• **INSTRUCTIONS TO FOLLOW**:
Tell how many lines in the records contain the word "dependencies"; the number alone is the answer.

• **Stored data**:
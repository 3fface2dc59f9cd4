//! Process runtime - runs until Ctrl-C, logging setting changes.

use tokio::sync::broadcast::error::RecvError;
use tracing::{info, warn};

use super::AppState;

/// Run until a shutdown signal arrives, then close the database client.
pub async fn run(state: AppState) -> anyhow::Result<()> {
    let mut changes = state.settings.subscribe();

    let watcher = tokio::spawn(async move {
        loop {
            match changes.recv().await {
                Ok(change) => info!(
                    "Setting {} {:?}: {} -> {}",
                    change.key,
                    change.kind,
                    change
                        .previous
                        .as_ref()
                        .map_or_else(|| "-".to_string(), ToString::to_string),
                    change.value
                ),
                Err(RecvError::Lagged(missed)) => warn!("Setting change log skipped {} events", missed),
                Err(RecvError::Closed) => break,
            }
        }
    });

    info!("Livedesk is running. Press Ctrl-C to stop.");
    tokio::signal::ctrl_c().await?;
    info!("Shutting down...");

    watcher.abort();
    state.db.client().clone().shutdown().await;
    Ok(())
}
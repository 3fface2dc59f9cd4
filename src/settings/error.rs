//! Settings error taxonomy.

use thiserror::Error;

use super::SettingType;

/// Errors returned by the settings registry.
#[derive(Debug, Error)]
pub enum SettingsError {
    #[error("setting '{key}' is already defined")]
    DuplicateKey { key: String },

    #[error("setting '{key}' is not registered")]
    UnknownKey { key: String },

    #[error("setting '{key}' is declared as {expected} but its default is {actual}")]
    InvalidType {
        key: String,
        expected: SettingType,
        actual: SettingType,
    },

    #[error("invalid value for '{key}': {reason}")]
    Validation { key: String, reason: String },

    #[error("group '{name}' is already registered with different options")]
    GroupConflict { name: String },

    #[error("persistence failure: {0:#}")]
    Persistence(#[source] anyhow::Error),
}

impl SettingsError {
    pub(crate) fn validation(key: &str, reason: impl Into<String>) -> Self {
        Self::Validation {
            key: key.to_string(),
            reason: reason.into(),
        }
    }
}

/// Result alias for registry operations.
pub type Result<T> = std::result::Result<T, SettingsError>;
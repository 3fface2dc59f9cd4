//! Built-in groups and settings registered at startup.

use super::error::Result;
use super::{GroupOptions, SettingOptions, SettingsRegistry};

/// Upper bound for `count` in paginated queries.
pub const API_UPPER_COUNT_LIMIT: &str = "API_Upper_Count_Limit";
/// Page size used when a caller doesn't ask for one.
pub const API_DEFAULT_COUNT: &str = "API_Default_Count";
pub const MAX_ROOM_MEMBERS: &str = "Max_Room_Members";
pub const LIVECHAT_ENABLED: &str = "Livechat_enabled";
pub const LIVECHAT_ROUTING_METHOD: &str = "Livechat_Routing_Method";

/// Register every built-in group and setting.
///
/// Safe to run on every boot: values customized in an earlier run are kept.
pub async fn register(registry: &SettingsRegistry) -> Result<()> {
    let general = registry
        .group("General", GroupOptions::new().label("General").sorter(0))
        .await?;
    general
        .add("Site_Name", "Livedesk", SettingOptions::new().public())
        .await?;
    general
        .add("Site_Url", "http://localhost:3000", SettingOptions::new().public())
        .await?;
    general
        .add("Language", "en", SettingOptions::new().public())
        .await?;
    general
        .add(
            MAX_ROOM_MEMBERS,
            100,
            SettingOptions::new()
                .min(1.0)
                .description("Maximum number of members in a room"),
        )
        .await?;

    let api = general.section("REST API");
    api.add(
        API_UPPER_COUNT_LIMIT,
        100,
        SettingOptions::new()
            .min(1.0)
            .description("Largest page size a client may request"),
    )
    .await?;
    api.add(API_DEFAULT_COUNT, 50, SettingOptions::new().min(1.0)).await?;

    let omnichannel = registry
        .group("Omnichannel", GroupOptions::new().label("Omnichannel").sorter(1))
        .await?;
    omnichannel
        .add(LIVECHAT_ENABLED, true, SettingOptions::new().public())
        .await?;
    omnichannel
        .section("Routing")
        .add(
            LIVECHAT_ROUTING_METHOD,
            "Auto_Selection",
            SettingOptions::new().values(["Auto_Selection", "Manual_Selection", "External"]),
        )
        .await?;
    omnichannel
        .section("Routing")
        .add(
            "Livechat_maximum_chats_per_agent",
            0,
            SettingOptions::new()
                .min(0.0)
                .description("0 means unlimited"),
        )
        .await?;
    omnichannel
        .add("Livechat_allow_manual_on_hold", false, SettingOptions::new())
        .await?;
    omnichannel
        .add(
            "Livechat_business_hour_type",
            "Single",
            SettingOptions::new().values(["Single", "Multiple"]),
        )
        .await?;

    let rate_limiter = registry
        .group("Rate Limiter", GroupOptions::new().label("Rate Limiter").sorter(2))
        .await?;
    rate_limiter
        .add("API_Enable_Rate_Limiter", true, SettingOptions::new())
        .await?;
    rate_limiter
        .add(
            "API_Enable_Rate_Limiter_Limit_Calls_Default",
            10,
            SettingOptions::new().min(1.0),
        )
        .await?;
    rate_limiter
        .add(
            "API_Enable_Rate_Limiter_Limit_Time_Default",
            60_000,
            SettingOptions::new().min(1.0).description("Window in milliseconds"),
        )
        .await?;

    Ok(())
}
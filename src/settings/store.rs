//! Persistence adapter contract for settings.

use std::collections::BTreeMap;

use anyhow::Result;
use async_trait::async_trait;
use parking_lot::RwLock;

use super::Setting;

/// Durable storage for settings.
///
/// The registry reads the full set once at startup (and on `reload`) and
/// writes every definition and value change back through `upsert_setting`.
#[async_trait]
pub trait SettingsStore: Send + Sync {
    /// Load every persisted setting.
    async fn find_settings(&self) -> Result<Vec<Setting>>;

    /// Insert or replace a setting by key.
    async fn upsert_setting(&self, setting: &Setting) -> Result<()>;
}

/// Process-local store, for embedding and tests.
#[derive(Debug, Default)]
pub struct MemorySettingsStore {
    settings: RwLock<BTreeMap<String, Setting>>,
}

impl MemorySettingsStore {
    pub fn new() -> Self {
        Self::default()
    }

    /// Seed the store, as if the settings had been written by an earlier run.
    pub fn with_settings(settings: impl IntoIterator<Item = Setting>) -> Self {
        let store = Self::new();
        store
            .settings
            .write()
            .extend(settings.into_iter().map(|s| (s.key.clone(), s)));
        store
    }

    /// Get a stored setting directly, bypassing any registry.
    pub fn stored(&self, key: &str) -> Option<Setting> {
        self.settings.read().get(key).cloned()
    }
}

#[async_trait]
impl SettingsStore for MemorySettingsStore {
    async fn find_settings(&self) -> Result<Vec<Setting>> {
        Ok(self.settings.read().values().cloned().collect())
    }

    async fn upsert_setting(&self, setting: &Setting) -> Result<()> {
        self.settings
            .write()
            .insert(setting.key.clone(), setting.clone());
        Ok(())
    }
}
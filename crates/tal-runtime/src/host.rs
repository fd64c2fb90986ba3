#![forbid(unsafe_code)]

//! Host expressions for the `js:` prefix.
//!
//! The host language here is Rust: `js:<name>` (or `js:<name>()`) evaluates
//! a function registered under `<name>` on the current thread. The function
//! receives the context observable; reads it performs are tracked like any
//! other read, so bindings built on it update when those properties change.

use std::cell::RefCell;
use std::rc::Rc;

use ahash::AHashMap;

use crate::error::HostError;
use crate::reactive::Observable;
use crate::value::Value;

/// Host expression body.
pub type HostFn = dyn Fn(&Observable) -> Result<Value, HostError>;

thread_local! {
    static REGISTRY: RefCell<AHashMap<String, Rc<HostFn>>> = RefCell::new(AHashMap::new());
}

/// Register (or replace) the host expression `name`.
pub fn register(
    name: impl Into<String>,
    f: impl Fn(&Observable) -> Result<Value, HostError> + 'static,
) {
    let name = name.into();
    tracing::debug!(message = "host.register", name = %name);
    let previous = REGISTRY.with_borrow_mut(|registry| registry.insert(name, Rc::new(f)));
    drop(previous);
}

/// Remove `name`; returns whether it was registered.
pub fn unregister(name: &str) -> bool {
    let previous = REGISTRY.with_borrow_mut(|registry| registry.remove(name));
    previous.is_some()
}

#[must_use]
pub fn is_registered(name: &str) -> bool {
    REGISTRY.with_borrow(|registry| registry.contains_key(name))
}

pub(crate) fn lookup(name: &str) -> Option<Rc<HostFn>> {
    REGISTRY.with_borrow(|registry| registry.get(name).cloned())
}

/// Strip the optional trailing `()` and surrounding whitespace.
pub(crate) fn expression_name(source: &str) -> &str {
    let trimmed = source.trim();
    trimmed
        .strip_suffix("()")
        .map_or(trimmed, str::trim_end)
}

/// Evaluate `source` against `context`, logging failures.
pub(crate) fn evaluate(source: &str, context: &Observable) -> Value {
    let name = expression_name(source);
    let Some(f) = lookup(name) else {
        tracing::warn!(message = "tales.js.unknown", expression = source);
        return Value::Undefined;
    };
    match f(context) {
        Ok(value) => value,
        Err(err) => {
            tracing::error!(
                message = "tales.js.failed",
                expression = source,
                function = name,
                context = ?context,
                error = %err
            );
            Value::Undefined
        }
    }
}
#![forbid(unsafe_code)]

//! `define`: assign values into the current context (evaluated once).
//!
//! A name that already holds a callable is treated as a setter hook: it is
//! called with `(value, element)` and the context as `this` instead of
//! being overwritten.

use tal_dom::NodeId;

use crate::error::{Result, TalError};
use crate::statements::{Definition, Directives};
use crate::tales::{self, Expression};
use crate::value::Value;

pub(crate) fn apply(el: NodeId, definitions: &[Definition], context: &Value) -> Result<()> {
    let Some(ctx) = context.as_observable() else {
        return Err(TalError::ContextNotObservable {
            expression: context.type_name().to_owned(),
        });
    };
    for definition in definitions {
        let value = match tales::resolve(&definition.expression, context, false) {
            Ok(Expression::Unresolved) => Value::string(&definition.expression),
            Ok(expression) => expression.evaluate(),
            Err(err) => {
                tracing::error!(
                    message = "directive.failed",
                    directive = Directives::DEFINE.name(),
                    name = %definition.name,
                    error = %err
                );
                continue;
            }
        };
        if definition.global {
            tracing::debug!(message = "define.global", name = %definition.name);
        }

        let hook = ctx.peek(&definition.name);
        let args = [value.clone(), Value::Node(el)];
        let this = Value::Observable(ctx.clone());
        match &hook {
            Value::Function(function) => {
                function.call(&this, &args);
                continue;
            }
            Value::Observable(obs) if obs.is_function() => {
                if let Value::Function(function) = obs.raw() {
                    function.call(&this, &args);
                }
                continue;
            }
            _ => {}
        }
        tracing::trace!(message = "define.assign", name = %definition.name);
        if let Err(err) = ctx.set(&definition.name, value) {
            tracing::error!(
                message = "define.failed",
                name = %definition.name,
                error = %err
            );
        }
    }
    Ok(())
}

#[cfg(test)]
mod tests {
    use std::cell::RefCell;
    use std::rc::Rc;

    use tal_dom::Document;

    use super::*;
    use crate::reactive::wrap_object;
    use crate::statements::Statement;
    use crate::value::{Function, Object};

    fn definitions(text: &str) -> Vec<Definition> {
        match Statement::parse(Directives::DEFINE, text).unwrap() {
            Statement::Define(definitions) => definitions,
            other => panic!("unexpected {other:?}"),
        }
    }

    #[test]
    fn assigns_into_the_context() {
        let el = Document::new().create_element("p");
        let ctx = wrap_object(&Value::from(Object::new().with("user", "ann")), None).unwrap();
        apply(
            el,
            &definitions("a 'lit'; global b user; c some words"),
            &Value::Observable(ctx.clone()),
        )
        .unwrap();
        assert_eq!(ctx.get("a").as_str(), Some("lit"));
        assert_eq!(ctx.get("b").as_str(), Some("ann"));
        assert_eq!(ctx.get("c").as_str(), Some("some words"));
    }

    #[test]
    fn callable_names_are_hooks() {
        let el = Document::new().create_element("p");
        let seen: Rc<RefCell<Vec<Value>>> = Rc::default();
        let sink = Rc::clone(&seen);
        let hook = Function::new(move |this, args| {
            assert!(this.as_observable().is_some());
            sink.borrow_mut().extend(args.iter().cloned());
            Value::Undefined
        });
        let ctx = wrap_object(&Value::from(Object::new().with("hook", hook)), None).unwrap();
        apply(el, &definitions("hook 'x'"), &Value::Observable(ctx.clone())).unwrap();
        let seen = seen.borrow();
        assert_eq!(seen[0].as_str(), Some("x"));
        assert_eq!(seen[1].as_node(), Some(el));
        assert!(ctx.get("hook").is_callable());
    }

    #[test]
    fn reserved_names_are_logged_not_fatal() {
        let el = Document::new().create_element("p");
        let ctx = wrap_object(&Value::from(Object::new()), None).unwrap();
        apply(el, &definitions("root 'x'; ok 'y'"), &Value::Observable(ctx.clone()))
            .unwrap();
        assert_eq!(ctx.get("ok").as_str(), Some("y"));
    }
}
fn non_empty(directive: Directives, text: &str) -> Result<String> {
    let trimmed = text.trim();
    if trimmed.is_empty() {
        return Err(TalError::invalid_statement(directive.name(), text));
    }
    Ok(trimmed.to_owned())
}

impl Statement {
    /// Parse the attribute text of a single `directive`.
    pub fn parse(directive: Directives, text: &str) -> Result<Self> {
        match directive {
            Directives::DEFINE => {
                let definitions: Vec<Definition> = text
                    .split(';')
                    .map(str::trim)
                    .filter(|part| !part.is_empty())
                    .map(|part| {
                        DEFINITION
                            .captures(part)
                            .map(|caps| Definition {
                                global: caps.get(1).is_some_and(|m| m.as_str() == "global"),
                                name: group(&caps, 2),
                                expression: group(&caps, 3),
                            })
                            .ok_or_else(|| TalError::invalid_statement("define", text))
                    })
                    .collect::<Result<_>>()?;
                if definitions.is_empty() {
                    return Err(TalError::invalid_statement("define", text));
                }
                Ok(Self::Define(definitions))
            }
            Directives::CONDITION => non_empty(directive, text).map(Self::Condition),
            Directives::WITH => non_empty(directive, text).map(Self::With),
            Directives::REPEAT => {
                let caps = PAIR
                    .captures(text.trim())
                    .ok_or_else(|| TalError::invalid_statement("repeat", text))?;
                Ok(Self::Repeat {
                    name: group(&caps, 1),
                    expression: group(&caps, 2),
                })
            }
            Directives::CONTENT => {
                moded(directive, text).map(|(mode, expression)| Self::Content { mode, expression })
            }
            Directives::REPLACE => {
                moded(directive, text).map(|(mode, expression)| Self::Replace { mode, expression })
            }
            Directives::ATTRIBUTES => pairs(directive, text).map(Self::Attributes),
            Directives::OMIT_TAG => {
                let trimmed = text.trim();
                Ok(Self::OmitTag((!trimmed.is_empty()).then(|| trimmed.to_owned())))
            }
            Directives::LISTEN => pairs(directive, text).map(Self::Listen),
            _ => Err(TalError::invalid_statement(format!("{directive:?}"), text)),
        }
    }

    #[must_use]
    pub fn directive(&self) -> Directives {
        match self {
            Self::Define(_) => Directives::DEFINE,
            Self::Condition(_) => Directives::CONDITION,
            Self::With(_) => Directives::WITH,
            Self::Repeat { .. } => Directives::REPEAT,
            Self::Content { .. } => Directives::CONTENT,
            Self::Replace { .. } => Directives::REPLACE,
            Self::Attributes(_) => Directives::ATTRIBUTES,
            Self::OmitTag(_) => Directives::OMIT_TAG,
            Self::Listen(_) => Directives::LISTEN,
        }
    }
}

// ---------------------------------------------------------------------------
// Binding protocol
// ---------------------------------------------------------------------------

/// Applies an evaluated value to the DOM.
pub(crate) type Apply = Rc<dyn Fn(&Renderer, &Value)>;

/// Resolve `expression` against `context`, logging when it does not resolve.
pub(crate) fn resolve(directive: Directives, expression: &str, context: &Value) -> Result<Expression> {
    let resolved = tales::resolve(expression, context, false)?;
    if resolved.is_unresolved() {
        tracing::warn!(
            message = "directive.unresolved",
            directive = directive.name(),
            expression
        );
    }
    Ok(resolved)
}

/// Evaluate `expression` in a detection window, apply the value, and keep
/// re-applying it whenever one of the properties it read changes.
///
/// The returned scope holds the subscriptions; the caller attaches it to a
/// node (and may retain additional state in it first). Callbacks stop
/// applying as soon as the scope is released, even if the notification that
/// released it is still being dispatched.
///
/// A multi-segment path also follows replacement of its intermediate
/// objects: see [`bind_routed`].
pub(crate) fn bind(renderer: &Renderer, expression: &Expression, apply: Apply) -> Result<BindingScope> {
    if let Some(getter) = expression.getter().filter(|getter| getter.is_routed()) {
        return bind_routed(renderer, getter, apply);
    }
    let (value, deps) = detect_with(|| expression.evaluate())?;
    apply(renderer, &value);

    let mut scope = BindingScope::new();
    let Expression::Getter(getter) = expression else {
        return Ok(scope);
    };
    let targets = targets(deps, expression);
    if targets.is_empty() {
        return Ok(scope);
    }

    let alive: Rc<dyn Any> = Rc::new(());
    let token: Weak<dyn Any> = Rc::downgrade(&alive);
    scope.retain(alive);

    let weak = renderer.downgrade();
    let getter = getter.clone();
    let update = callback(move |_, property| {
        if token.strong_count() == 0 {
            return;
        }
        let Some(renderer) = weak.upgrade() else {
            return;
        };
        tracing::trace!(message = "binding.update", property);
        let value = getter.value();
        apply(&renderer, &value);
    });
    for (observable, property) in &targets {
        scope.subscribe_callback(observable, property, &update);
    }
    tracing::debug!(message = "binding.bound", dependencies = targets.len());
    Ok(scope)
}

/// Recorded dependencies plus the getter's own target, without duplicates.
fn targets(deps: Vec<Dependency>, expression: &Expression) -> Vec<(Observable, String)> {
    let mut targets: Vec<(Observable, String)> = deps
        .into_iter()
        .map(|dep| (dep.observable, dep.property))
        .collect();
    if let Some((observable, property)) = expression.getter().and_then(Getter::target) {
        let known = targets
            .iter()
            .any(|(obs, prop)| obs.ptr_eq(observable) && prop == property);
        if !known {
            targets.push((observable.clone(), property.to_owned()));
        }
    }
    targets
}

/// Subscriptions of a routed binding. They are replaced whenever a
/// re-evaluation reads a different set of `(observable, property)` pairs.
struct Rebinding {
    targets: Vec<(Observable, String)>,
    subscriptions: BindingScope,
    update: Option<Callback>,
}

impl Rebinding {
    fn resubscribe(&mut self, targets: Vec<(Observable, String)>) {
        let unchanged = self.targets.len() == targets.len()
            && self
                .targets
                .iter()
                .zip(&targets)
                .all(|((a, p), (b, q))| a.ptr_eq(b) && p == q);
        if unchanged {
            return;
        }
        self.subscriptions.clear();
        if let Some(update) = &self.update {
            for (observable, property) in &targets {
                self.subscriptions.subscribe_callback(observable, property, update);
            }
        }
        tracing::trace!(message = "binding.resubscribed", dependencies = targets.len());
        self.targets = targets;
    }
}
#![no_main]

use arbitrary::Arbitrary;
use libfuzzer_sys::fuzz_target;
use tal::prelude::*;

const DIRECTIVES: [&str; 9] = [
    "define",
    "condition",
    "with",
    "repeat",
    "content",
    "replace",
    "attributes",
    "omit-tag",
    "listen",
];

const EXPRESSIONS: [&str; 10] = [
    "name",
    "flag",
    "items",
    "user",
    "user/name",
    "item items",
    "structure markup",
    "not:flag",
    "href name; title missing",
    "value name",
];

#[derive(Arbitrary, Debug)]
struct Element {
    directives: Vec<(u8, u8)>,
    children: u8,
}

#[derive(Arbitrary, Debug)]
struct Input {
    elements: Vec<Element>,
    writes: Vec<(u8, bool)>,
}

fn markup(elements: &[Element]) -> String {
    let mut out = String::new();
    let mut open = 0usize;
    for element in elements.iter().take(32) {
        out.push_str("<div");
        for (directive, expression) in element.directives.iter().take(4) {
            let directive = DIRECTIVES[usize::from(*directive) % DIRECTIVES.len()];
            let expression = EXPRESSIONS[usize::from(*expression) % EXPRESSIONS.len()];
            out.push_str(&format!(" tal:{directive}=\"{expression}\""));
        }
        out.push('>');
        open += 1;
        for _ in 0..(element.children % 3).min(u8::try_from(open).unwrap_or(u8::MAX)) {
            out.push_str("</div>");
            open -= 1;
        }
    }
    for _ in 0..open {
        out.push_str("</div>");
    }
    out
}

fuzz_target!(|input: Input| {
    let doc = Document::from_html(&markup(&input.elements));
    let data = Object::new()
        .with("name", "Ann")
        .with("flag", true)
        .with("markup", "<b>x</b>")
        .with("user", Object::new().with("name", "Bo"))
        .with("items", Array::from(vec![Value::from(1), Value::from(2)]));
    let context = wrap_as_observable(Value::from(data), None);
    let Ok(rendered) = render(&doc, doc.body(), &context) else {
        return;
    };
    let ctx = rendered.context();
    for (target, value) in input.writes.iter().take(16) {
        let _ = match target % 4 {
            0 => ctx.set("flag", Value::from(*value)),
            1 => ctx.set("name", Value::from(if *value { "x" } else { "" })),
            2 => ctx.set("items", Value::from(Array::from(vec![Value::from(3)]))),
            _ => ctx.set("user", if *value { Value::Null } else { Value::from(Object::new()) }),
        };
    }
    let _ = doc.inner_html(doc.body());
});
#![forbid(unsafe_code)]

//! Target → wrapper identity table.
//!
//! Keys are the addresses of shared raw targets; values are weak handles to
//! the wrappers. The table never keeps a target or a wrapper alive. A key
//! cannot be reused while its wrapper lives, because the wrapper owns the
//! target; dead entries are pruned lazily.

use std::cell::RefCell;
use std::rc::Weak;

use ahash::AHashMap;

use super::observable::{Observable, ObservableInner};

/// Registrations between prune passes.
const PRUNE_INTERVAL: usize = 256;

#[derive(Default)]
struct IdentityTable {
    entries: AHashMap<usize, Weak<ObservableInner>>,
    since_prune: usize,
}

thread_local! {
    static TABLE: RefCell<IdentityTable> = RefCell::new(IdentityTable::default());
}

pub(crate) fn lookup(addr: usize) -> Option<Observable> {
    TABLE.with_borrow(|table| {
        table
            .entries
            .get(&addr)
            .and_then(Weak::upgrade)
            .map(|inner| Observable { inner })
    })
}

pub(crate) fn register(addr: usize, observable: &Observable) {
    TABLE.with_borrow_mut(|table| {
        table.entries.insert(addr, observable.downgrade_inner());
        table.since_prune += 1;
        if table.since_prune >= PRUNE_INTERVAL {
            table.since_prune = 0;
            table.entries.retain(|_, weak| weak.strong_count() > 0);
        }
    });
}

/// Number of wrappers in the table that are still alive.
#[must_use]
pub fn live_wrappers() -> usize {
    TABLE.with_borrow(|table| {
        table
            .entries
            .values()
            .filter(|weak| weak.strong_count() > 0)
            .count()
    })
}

• **TASK OUTPUT**:
3